Sunday, August 13, 2006

New museum on Kalymnos

Source: ekathimerini

Kalymnos, the small Dodecanese island known for its significant archaeological finds, will welcome another archaeological museum in 2008.


Officials who confirmed the opening added that it has not been decided whether the new museum’s displays will include the celebrated Lady of Kalymnos kore, which was dragged from the sea in 1994. The Central Archaeological Council (KAS) has postponed discussion on the fate of the statue, which is seen as one of the most important archaeological discoveries in recent years in Greece. Its size, good condition and rarity have earned it pride of place at the National Archaeological Museum in Athens, which hopes to hang on to the artifact even though the Kalymnos museum wants it.

With or without the Lady of Kalymnos, the museum is expected to contain an array of impressive displays dating from the 5th century AD to the Christian period. Plans include an area to display a magnificent statue of Asclepius, god of health, which has been reassembled.
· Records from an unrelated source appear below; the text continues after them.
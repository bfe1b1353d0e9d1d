//! Plain list layout.

use crate::model::timeline::Timeline;

/// Owner header followed by one `role @ organization (start–end)` line per record.
pub fn render_simple(timeline: &Timeline) -> Vec<String> {
    let mut lines = Vec::with_capacity(timeline.len() + 1);
    lines.push(format!("Resume for: {}", timeline.owner()));
    lines.extend(timeline.iter().map(ToString::to_string));
    lines
}
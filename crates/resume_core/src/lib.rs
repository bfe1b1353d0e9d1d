//! Core domain logic for the resume builder.
//! This crate is the single source of truth for employment-history invariants.
//! It never reads input or writes output; callers pass validated primitives in
//! and receive records, errors, or display lines back.

pub mod logging;
pub mod model;
pub mod render;
pub mod service;

pub use logging::{
    default_log_level, init_logging, logging_status, LogConfig, LoggingError,
};
pub use model::record::{PeriodRange, Record, ValidationError, Year};
pub use model::timeline::{OverlapError, Timeline, TimelineDataError};
pub use render::{render, ParseStyleError, SummaryStyle};
pub use service::resume_service::{ResumeError, ResumeResult, ResumeService};

/// Returns the core crate version.
pub fn core_version() -> &'static str {
    env!("CARGO_PKG_VERSION")
}
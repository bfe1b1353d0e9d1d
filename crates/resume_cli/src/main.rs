//! Interactive resume builder.
//!
//! # Responsibility
//! - Own every terminal interaction; `resume_core` never does I/O.
//! - Map argument errors to exit code 2; everything else is recoverable.

mod args;
mod prompt;
mod session;

use args::{parse_args, Command, USAGE};
use prompt::Prompter;
use std::io;
use std::process::ExitCode;

fn main() -> ExitCode {
    let command = match parse_args(std::env::args().skip(1), |key| std::env::var(key).ok()) {
        Ok(command) => command,
        Err(err) => {
            eprintln!("error: {err}");
            eprintln!("{USAGE}");
            return ExitCode::from(2);
        }
    };

    let options = match command {
        Command::Help => {
            println!("{USAGE}");
            return ExitCode::SUCCESS;
        }
        Command::Version => {
            println!("resume {}", resume_core::core_version());
            return ExitCode::SUCCESS;
        }
        Command::Run(options) => options,
    };

    if let Some(log_dir) = options.log_dir.as_deref() {
        // Logging is best-effort; the session runs without it.
        if let Err(err) = resume_core::init_logging(&options.log_level, log_dir) {
            eprintln!("warning: logging disabled: {err}");
        }
    }

    let stdin = io::stdin();
    let mut prompter = Prompter::new(stdin.lock(), io::stdout().lock());
    match session::run(&mut prompter, &options) {
        Ok(_) => ExitCode::SUCCESS,
        Err(err) => {
            log::error!("event=session_end module=cli status=error kind={:?}", err.kind());
            eprintln!("error: {err}");
            ExitCode::FAILURE
        }
    }
}
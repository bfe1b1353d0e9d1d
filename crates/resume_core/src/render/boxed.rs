//! Bordered box layout.
//!
//! # Invariants
//! - Inner width is at least `MIN_INNER_WIDTH` and fits the longest header or
//!   content line, unless clamped by a caller-supplied display width.
//! - Every row between the side borders is exactly `inner_width` chars wide.
//! - Over-long text is truncated, never wrapped.

use crate::model::timeline::Timeline;

/// Smallest inner width of any box.
pub const MIN_INNER_WIDTH: usize = 30;
/// Smallest inner width a display-width clamp can produce.
pub const MIN_CLAMPED_INNER_WIDTH: usize = 20;
/// Columns taken by `║ ` and ` ║` around each row.
pub const BORDER_COLUMNS: usize = 4;
/// Placeholder content for a timeline with no records.
pub const EMPTY_PLACEHOLDER: &str = "No jobs registered.";

const HEAVY: char = '═';
const LIGHT: char = '─';

/// Header text shown centered at the top of the box.
pub fn header_line(timeline: &Timeline) -> String {
    format!("Resume for {}", timeline.owner())
}

/// Content rows before padding: two per record, or the placeholder.
pub fn content_lines(timeline: &Timeline) -> Vec<String> {
    if timeline.is_empty() {
        return vec![EMPTY_PLACEHOLDER.to_string()];
    }
    timeline
        .iter()
        .flat_map(|record| {
            [
                format!("{} @ {}", record.role(), record.organization()),
                format!("Years: {}", record.range()),
            ]
        })
        .collect()
}

/// Computes the inner width for `timeline`.
///
/// With `max_width = Some(columns)` the width is clamped to
/// `max(MIN_CLAMPED_INNER_WIDTH, columns - BORDER_COLUMNS)`.
pub fn inner_width(timeline: &Timeline, max_width: Option<usize>) -> usize {
    let header = header_line(timeline);
    let longest = content_lines(timeline)
        .iter()
        .map(|line| text_width(line))
        .max()
        .unwrap_or(0);
    let natural = MIN_INNER_WIDTH.max(text_width(&header)).max(longest);
    clamp_width(natural, max_width)
}

/// Renders the box, one string per terminal row.
pub fn render_boxed(timeline: &Timeline, max_width: Option<usize>) -> Vec<String> {
    let header = header_line(timeline);
    let content = content_lines(timeline);
    let width = inner_width(timeline, max_width);

    let heavy = border(HEAVY, width);
    let light = border(LIGHT, width);

    let mut lines = Vec::with_capacity(content.len() * 2 + 4);
    lines.push(format!("╔{heavy}╗"));
    lines.push(format!("║ {} ║", center(&header, width)));
    lines.push(format!("╠{heavy}╣"));

    let last = content.len().saturating_sub(1);
    for (index, line) in content.iter().enumerate() {
        lines.push(format!("║ {} ║", pad_right(line, width)));
        // Each record spans two rows; separate blocks but not after the final row.
        if index % 2 == 1 && index != last {
            lines.push(format!("╟{light}╢"));
        }
    }

    lines.push(format!("╚{heavy}╝"));
    lines
}

/// Centers `text` in `width`; extra space goes to the right.
pub fn center(text: &str, width: usize) -> String {
    let len = text_width(text);
    if len >= width {
        return truncate(text, width);
    }
    let left = (width - len) / 2;
    let right = width - len - left;
    format!("{}{text}{}", " ".repeat(left), " ".repeat(right))
}

/// Left-justifies `text` in `width`.
pub fn pad_right(text: &str, width: usize) -> String {
    let len = text_width(text);
    if len >= width {
        return truncate(text, width);
    }
    format!("{text}{}", " ".repeat(width - len))
}

fn truncate(text: &str, width: usize) -> String {
    text.chars().take(width).collect()
}

fn clamp_width(natural: usize, max_width: Option<usize>) -> usize {
    match max_width {
        Some(columns) => {
            let bound = columns
                .saturating_sub(BORDER_COLUMNS)
                .max(MIN_CLAMPED_INNER_WIDTH);
            natural.min(bound)
        }
        None => natural,
    }
}

fn border(fill: char, width: usize) -> String {
    // +2 for the spaces beside the side borders.
    fill.to_string().repeat(width + 2)
}

fn text_width(text: &str) -> usize {
    text.chars().count()
}

#[cfg(test)]
mod tests {
    use super::{center, clamp_width, pad_right, render_boxed};
    use crate::model::record::Record;
    use crate::model::timeline::Timeline;

    #[test]
    fn center_puts_extra_space_on_the_right() {
        assert_eq!(center("ab", 5), " ab  ");
        assert_eq!(center("abc", 5), " abc ");
    }

    #[test]
    fn center_and_pad_truncate_long_text() {
        assert_eq!(center("abcdef", 4), "abcd");
        assert_eq!(pad_right("abcdef", 4), "abcd");
        assert_eq!(pad_right("abcd", 4), "abcd");
    }

    #[test]
    fn pad_counts_chars_not_bytes() {
        let padded = pad_right("2020–2022", 12);
        assert_eq!(padded.chars().count(), 12);
        assert!(padded.ends_with("   "));
    }

    #[test]
    fn clamp_never_goes_below_floor() {
        assert_eq!(clamp_width(50, None), 50);
        assert_eq!(clamp_width(50, Some(44)), 40);
        assert_eq!(clamp_width(50, Some(10)), 20);
        assert_eq!(clamp_width(30, Some(200)), 30);
        assert_eq!(clamp_width(30, Some(0)), 20);
    }

    #[test]
    fn exact_layout_for_single_record() {
        let mut timeline = Timeline::new("Jo").unwrap();
        timeline
            .add_record(Record::new("Acme", "Engineer", 2020, 2022).unwrap())
            .unwrap();

        let lines = render_boxed(&timeline, None);
        let bar = "═".repeat(32);
        assert_eq!(
            lines,
            vec![
                format!("╔{bar}╗"),
                format!("║ {}Resume for Jo{} ║", " ".repeat(8), " ".repeat(9)),
                format!("╠{bar}╣"),
                format!("║ Engineer @ Acme{} ║", " ".repeat(15)),
                format!("║ Years: 2020–2022{} ║", " ".repeat(14)),
                format!("╚{bar}╝"),
            ]
        );
    }
}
The museum will be housed in a new, two-story building of 386 square meters in Aghia Triada in the town of Pothia, near the Vouvali mansion, which has been used to exhibit a number of archaeological finds.
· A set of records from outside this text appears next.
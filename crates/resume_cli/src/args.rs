//! Command-line options.
//!
//! # Responsibility
//! - Parse flags and environment fallbacks into `CliOptions`.
//!
//! # Invariants
//! - Flags win over environment variables.
//! - Parsing never touches the terminal.

use resume_core::{default_log_level, SummaryStyle};
use std::error::Error;
use std::fmt::{Display, Formatter};

pub const ENV_LOG_LEVEL: &str = "RESUME_LOG_LEVEL";
pub const ENV_LOG_DIR: &str = "RESUME_LOG_DIR";

pub const USAGE: &str = "\
Usage: resume [OPTIONS]

Options:
  --style <simple|boxed>   Summary style (asked interactively when omitted)
  --max-width <columns>    Clamp the boxed summary to this display width
  --log-level <level>      trace|debug|info|warn|error
  --log-dir <path>         Absolute directory for log files (logging is off without it)
  -h, --help               Print help
  -V, --version            Print version";

/// What the process should do.
#[derive(Debug, Clone, PartialEq, Eq)]
pub enum Command {
    Run(CliOptions),
    Help,
    Version,
}

/// Resolved session settings.
#[derive(Debug, Clone, PartialEq, Eq)]
pub struct CliOptions {
    pub style: Option<SummaryStyle>,
    pub max_width: Option<usize>,
    pub log_level: String,
    pub log_dir: Option<String>,
}

#[derive(Debug, Clone, PartialEq, Eq)]
pub enum ArgsError {
    UnknownFlag(String),
    MissingValue(&'static str),
    InvalidValue { flag: &'static str, value: String },
}

impl Display for ArgsError {
    fn fmt(&self, f: &mut Formatter<'_>) -> std::fmt::Result {
        match self {
            Self::UnknownFlag(flag) => write!(f, "unknown option `{flag}`"),
            Self::MissingValue(flag) => write!(f, "option `{flag}` requires a value"),
            Self::InvalidValue { flag, value } => {
                write!(f, "invalid value `{value}` for option `{flag}`")
            }
        }
    }
}

impl Error for ArgsError {}

/// Parses `args` (without the program name).
///
/// `env` looks up fallback variables; pass `|key| std::env::var(key).ok()`.
pub fn parse_args<I, F>(args: I, env: F) -> Result<Command, ArgsError>
where
    I: IntoIterator<Item = String>,
    F: Fn(&str) -> Option<String>,
{
    let mut style = None;
    let mut max_width = None;
    let mut log_level = None;
    let mut log_dir = None;

    let mut args = args.into_iter();
    while let Some(arg) = args.next() {
        // Accept both `--flag value` and `--flag=value`.
        let (flag, inline) = match arg.split_once('=') {
            Some((flag, value)) if flag.starts_with("--") => {
                (flag.to_string(), Some(value.to_string()))
            }
            _ => (arg.clone(), None),
        };

        match flag.as_str() {
            "-h" | "--help" => return Ok(Command::Help),
            "-V" | "--version" => return Ok(Command::Version),
            "--style" => {
                let value = take_value(inline, &mut args, "--style")?;
                style = Some(value.parse::<SummaryStyle>().map_err(|_| {
                    ArgsError::InvalidValue {
                        flag: "--style",
                        value,
                    }
                })?);
            }
            "--max-width" => {
                let value = take_value(inline, &mut args, "--max-width")?;
                max_width = Some(value.trim().parse::<usize>().map_err(|_| {
                    ArgsError::InvalidValue {
                        flag: "--max-width",
                        value,
                    }
                })?);
            }
            "--log-level" => log_level = Some(take_value(inline, &mut args, "--log-level")?),
            "--log-dir" => log_dir = Some(take_value(inline, &mut args, "--log-dir")?),
            _ => return Err(ArgsError::UnknownFlag(flag)),
        }
    }

    Ok(Command::Run(CliOptions {
        style,
        max_width,
        log_level: log_level
            .or_else(|| env(ENV_LOG_LEVEL))
            .unwrap_or_else(|| default_log_level().to_string()),
        log_dir: log_dir.or_else(|| env(ENV_LOG_DIR)),
    }))
}

fn take_value(
    inline: Option<String>,
    rest: &mut impl Iterator<Item = String>,
    flag: &'static str,
) -> Result<String, ArgsError> {
    inline
        .or_else(|| rest.next())
        .filter(|value| !value.trim().is_empty())
        .ok_or(ArgsError::MissingValue(flag))
}

#[cfg(test)]
mod tests {
    use super::{parse_args, ArgsError, CliOptions, Command, ENV_LOG_DIR, ENV_LOG_LEVEL};
    use resume_core::{default_log_level, SummaryStyle};

    fn args(values: &[&str]) -> Vec<String> {
        values.iter().map(|value| value.to_string()).collect()
    }

    fn no_env(_: &str) -> Option<String> {
        None
    }

    #[test]
    fn defaults_without_flags() {
        let command = parse_args(Vec::new(), no_env).unwrap();
        assert_eq!(
            command,
            Command::Run(CliOptions {
                style: None,
                max_width: None,
                log_level: default_log_level().to_string(),
                log_dir: None,
            })
        );
    }

    #[test]
    fn parses_separate_and_inline_values() {
        let command = parse_args(
            args(&["--style", "simple", "--max-width=100", "--log-dir", "/tmp/resume"]),
            no_env,
        )
        .unwrap();
        let Command::Run(options) = command else {
            panic!("expected run command");
        };
        assert_eq!(options.style, Some(SummaryStyle::Simple));
        assert_eq!(options.max_width, Some(100));
        assert_eq!(options.log_dir.as_deref(), Some("/tmp/resume"));
    }

    #[test]
    fn flags_override_environment() {
        let env = |key: &str| match key {
            ENV_LOG_LEVEL => Some("warn".to_string()),
            ENV_LOG_DIR => Some("/var/log/resume".to_string()),
            _ => None,
        };
        let Command::Run(options) = parse_args(args(&["--log-level", "trace"]), env).unwrap()
        else {
            panic!("expected run command");
        };
        assert_eq!(options.log_level, "trace");
        assert_eq!(options.log_dir.as_deref(), Some("/var/log/resume"));
    }

    #[test]
    fn unknown_flag_before_help_is_an_error() {
        assert_eq!(
            parse_args(args(&["--bogus", "-h"]), no_env),
            Err(ArgsError::UnknownFlag("--bogus".to_string()))
        );
    }

    #[test]
    fn help_and_version_skip_later_flags() {
        assert_eq!(parse_args(args(&["--help", "--bogus"]), no_env), Ok(Command::Help));
        assert_eq!(parse_args(args(&["-V"]), no_env), Ok(Command::Version));
    }

    #[test]
    fn rejects_bad_values() {
        assert_eq!(
            parse_args(args(&["--style", "fancy"]), no_env),
            Err(ArgsError::InvalidValue {
                flag: "--style",
                value: "fancy".to_string()
            })
        );
        assert_eq!(
            parse_args(args(&["--max-width", "-3"]), no_env),
            Err(ArgsError::InvalidValue {
                flag: "--max-width",
                value: "-3".to_string()
            })
        );
        assert_eq!(
            parse_args(args(&["--log-dir"]), no_env),
            Err(ArgsError::MissingValue("--log-dir"))
        );
    }
}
The museum project is funded by the Third Community Support Framework and KAS has already approved the museological study. Current plans outline that the first hall will be dedicated to prehistoric finds made mostly in Kalymnos’s numerous caves. The same hall will also contain luxurious vessels of the local and imported ceramic crafts of the Minoan and Mycenaean civilizations, among other displays.

The second hall will contain finds from a Hellenistic settlement located in a gorge during a recent excavation at Damos that brought to light numerous finds that allude to the daily life of residents at the time. Should the Lady of Kalymnos be returned to her island, she too will go on display here.